Interpolators are used at several points in DORiE to evaluate discrete input data at every physical location on the grid.
The type of interpolator may change how the input data is interpreted. In particular, different interpolators require different input dataset shapes for the same grid configuration.
Every interpolator assumes that the input data spans a rectangle (2D) or cuboid (3D). In case of initial conditions, the respective volume is streched to cover the entire grid. For scaling fields, users may specify extensions and offset of the volume, or opt for it to cover the entire grid by omitting the respective keys in the parameter file.

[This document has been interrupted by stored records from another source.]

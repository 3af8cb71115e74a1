//! Stream client
//!
//! Owns the push connection to the log stream, reconnects after a fixed
//! delay, and forwards classified messages to the owning view.

use std::sync::Arc;
use std::time::Duration;

use apiwatch_client::entries_from_records;
use apiwatch_core::domain::log::LogEntry;
use apiwatch_core::dto::log::{ExecutingUpdate, StreamPayload};
use futures::StreamExt;
use tokio::sync::{mpsc, watch};
use tokio::task::JoinHandle;
use tokio::time::{self, Instant};
use tracing::{debug, info, warn};

use super::connection::{Connection, ConnectionState};
use crate::repository::LogRepository;

/// A classified stream event
#[derive(Debug, Clone, PartialEq)]
pub enum StreamMessage {
    /// Authoritative replacement of the held entries
    Snapshot(Vec<LogEntry>),
    /// Cumulative state of entries still executing
    Updates(Vec<ExecutingUpdate>),
}

/// Classify one event payload
///
/// A payload may carry both halves; the snapshot is yielded first so the
/// updates apply to it. Malformed payloads yield nothing.
pub fn classify(payload: &str) -> Vec<StreamMessage> {
    let payload: StreamPayload = match serde_json::from_str(payload) {
        Ok(payload) => payload,
        Err(e) => {
            warn!("Dropping malformed stream message: {}", e);
            return Vec::new();
        }
    };

    let mut messages = Vec::with_capacity(2);
    if let Some(records) = payload.logs {
        messages.push(StreamMessage::Snapshot(entries_from_records(records)));
    }
    if let Some(updates) = payload.executing {
        if !updates.is_empty() {
            messages.push(StreamMessage::Updates(updates));
        }
    }
    messages
}

/// Drives one logical connection for the lifetime of a view
pub struct StreamClient<R: ?Sized> {
    repository: Arc<R>,
    connection: Connection,
    state_tx: watch::Sender<ConnectionState>,
}

impl<R: LogRepository + ?Sized + 'static> StreamClient<R> {
    pub fn new(repository: Arc<R>, reconnect_delay: Duration) -> Self {
        let (state_tx, _) = watch::channel(ConnectionState::Disconnected);
        Self {
            repository,
            connection: Connection::new(reconnect_delay),
            state_tx,
        }
    }

    /// Start the connection loop, delivering messages to `tx`
    ///
    /// The loop ends when the handle is closed or dropped, or when the
    /// receiving side of `tx` goes away.
    pub fn spawn(self, tx: mpsc::Sender<StreamMessage>) -> StreamHandle {
        let state = self.state_tx.subscribe();
        let task = tokio::spawn(self.run(tx));
        StreamHandle {
            task: Some(task),
            state,
        }
    }

    async fn run(mut self, tx: mpsc::Sender<StreamMessage>) {
        loop {
            if let Some(due) = self.connection.reconnect_due() {
                time::sleep_until(due).await;
                self.connection.timer_fired(Instant::now());
            }

            if !self.connection.begin_connect() {
                debug!("Stream connection closed, leaving connect loop");
                return;
            }
            self.publish();

            match self.repository.open_stream().await {
                Ok(mut events) => {
                    self.connection.opened();
                    self.publish();
                    info!("Log stream open");

                    while let Some(event) = events.next().await {
                        match event {
                            Ok(payload) => {
                                for message in classify(&payload) {
                                    if tx.send(message).await.is_err() {
                                        debug!("Stream subscriber gone, closing connection");
                                        self.connection.close();
                                        self.publish();
                                        return;
                                    }
                                }
                            }
                            Err(e) => {
                                warn!("Log stream error: {}", e);
                                break;
                            }
                        }
                    }
                    warn!("Log stream closed");
                }
                Err(e) => warn!("Failed to open log stream: {}", e),
            }

            if let Some(due) = self.connection.failed(Instant::now()) {
                debug!(
                    "Reconnecting in {:?}",
                    due.saturating_duration_since(Instant::now())
                );
            }
            self.publish();
        }
    }

    fn publish(&self) {
        self.state_tx.send_replace(self.connection.state());
    }
}

/// Handle to a running stream client
///
/// Closing (or dropping) the handle aborts the connection task, which drops
/// the open response body and any pending reconnect sleep with it.
pub struct StreamHandle {
    task: Option<JoinHandle<()>>,
    state: watch::Receiver<ConnectionState>,
}

impl StreamHandle {
    pub fn state(&self) -> ConnectionState {
        if self.task.is_none() {
            return ConnectionState::Disconnected;
        }
        *self.state.borrow()
    }

    /// Waits for the next connection state change
    pub async fn changed(&mut self) -> Option<ConnectionState> {
        self.state.changed().await.ok()?;
        Some(*self.state.borrow_and_update())
    }

    pub fn close(&mut self) {
        if let Some(task) = self.task.take() {
            task.abort();
        }
    }

    pub fn is_closed(&self) -> bool {
        self.task.is_none()
    }
}

impl Drop for StreamHandle {
    fn drop(&mut self) {
        self.close();
    }
}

- Nearest neighbor interpolator
Interprets dataset values as cell values. No extrapolation is applied. The lowest supported dataset dimensions are
(1, 1)(single value everywhere).
Use this interpolator for cell-centered data like scaling field values and initial conditions for a finite volume solver.

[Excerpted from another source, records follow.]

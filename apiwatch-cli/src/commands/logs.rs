//! Request log command handlers
//!
//! Watching the live stream, listing stored entries and clearing them.

use std::path::{Path, PathBuf};
use std::sync::Arc;

use anyhow::{Context, Result};
use apiwatch_client::DashboardClient;
use apiwatch_core::domain::log::StatusClass;
use apiwatch_live::reconcile::ExpandState;
use apiwatch_live::render::logs::{Badge, LogRow};
use apiwatch_live::render::{LogListView, render_logs};
use apiwatch_live::{Config, LogsView};
use clap::Subcommand;
use colored::*;
use tracing::info;

use super::{report, rule};

/// Log subcommands
#[derive(Subcommand)]
pub enum LogCommands {
    /// Follow the live log stream
    Watch {
        /// Also write the rendered markup to this file after every update
        #[arg(long)]
        html: Option<PathBuf>,

        /// Show details for these entry ids
        #[arg(long)]
        expand: Vec<String>,

        /// Refetch the list on an interval instead of using the stream
        #[arg(long)]
        poll: bool,
    },
    /// List stored log entries
    List {
        /// Maximum number of entries
        #[arg(short, long)]
        limit: Option<usize>,

        /// Keep refreshing until interrupted
        #[arg(short, long)]
        follow: bool,
    },
    /// Delete all stored log entries
    Clear,
}

/// Handle log commands
pub async fn handle_log_command(command: LogCommands, config: &Config) -> Result<()> {
    let client = Arc::new(DashboardClient::new(config.base_url.clone()));

    match command {
        LogCommands::Watch { html, expand, poll } => {
            let view = if poll {
                LogsView::open_polling(client, config)
            } else {
                LogsView::open(client, config)
            };
            watch_logs(view, html.as_deref(), &expand).await
        }
        LogCommands::List { limit, follow } => {
            let mut config = config.clone();
            if let Some(limit) = limit {
                config.log_limit = limit;
            }
            if follow {
                watch_logs(LogsView::open_polling(client, &config), None, &[]).await
            } else {
                list_logs(&client, config.log_limit).await
            }
        }
        LogCommands::Clear => clear_logs(LogsView::open_polling(client, config)).await,
    }
}

async fn watch_logs(
    mut view: LogsView<DashboardClient>,
    html: Option<&Path>,
    expand: &[String],
) -> Result<()> {
    println!("{}", "Watching request logs (Ctrl-C to stop)".bold());

    loop {
        let frame = tokio::select! {
            frame = view.next_frame() => frame,
            _ = tokio::signal::ctrl_c() => None,
        };
        let Some(mut frame) = frame else { break };

        if expand_requested(&mut view, expand) {
            frame.view = view.render();
        }

        println!("{}", rule());
        if let Some(state) = view.connection_state() {
            println!("{}", format!("stream: {:?}", state).dimmed());
        }
        print_log_list(&frame.view);
        for id in &frame.autoscroll {
            println!("{}", format!("  output of {} grew", id).dimmed());
        }

        if let Some(path) = html {
            write_html(path, &frame.view).await?;
        }
    }

    view.close();
    info!("Stopped watching logs");
    Ok(())
}

/// Expands requested entries that are present but still collapsed
fn expand_requested(view: &mut LogsView<DashboardClient>, ids: &[String]) -> bool {
    let mut changed = false;
    for id in ids {
        if !view.is_expanded(id) && view.toggle(id) {
            changed = true;
        }
    }
    changed
}

async fn list_logs(client: &DashboardClient, limit: usize) -> Result<()> {
    let entries = client.list_logs(limit).await.context("Failed to fetch logs")?;
    let view = render_logs(&entries, &ExpandState::new());

    if !view.is_empty() {
        println!("{}", format!("Found {} log entries:", view.rows.len()).bold());
        println!();
    }
    print_log_list(&view);

    Ok(())
}

async fn clear_logs(mut view: LogsView<DashboardClient>) -> Result<()> {
    let notice = view.clear_logs().await;
    view.close();
    report(notice)?;
    print_log_list(&view.render());
    Ok(())
}

async fn write_html(path: &Path, view: &LogListView) -> Result<()> {
    tokio::fs::write(path, view.to_html())
        .await
        .with_context(|| format!("Failed to write {}", path.display()))
}

fn print_log_list(view: &LogListView) {
    if view.is_empty() {
        println!("{}", apiwatch_live::render::logs::EMPTY_LOGS.yellow());
        return;
    }
    for row in &view.rows {
        print_log_row(row);
    }
}

fn print_log_row(row: &LogRow) {
    let live = if row.live_output { " ●".green() } else { "".normal() };
    let toggle = if row.expanded { "▲" } else { "▼" };

    println!(
        "  {} {} {} {}{} {}",
        toggle.dimmed(),
        colorize_method(&row.method),
        row.path,
        colorize_badge(&row.badge),
        live,
        row.timestamp.dimmed()
    );

    let Some(details) = &row.details else {
        return;
    };
    println!("    {} {}", "id:".dimmed(), row.id.dimmed());
    println!("    {} {}", "Query:".bold(), details.query_params);
    println!("    {} {}", "Headers:".bold(), details.headers);
    if !details.prints.is_empty() {
        println!("    {}", "Output:".bold());
        for line in details.prints.lines() {
            println!("      {}", line);
        }
    }
    if let Some(body) = &details.response_body {
        println!("    {} {}", "Response:".bold(), body);
    }
    println!("    {} {}", "IP:".bold(), details.client_ip);
    if let Some(time) = &details.response_time {
        println!("    {} {}", "Time:".bold(), time);
    }
}

fn colorize_method(method: &str) -> ColoredString {
    match method {
        "GET" => method.blue(),
        "POST" => method.green(),
        "PUT" | "PATCH" => method.yellow(),
        "DELETE" => method.red(),
        _ => method.normal(),
    }
}

fn colorize_badge(badge: &Badge) -> ColoredString {
    let text = badge.text();
    match badge {
        Badge::Executing => text.cyan(),
        Badge::Status { class, .. } => match class {
            StatusClass::Success => text.green(),
            StatusClass::ClientError => text.yellow(),
            StatusClass::ServerError => text.red(),
        },
    }
}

To provide the exact scaling factors for each cell of a grid of \(1 \times 10\) cells, use the
nearestinterpolator with a dataset of shape
(10, 1)(dimensions are inverted). The dataset value are the function values at the cell barycenters.
- Linear interpolator
Interprets dataset values as vertex values and linearaly interpolates between them. No extrapolation is applied. The lowest supported dataset dimensions are
(2, 2)(one value in each corner).
Use this interpolator if input data should be interpreted as continuous functions like initial conditions for a DG solver.
To provide the initial condition for a DG solver with finite element polynomials of order \(k = 1\) on a grid of \(1 \times 10\) cells, use the
linearinterpolator with a dataset of shape
(11, 2)(dimensions are inverted). The dataset values are the function values at the grid vertices.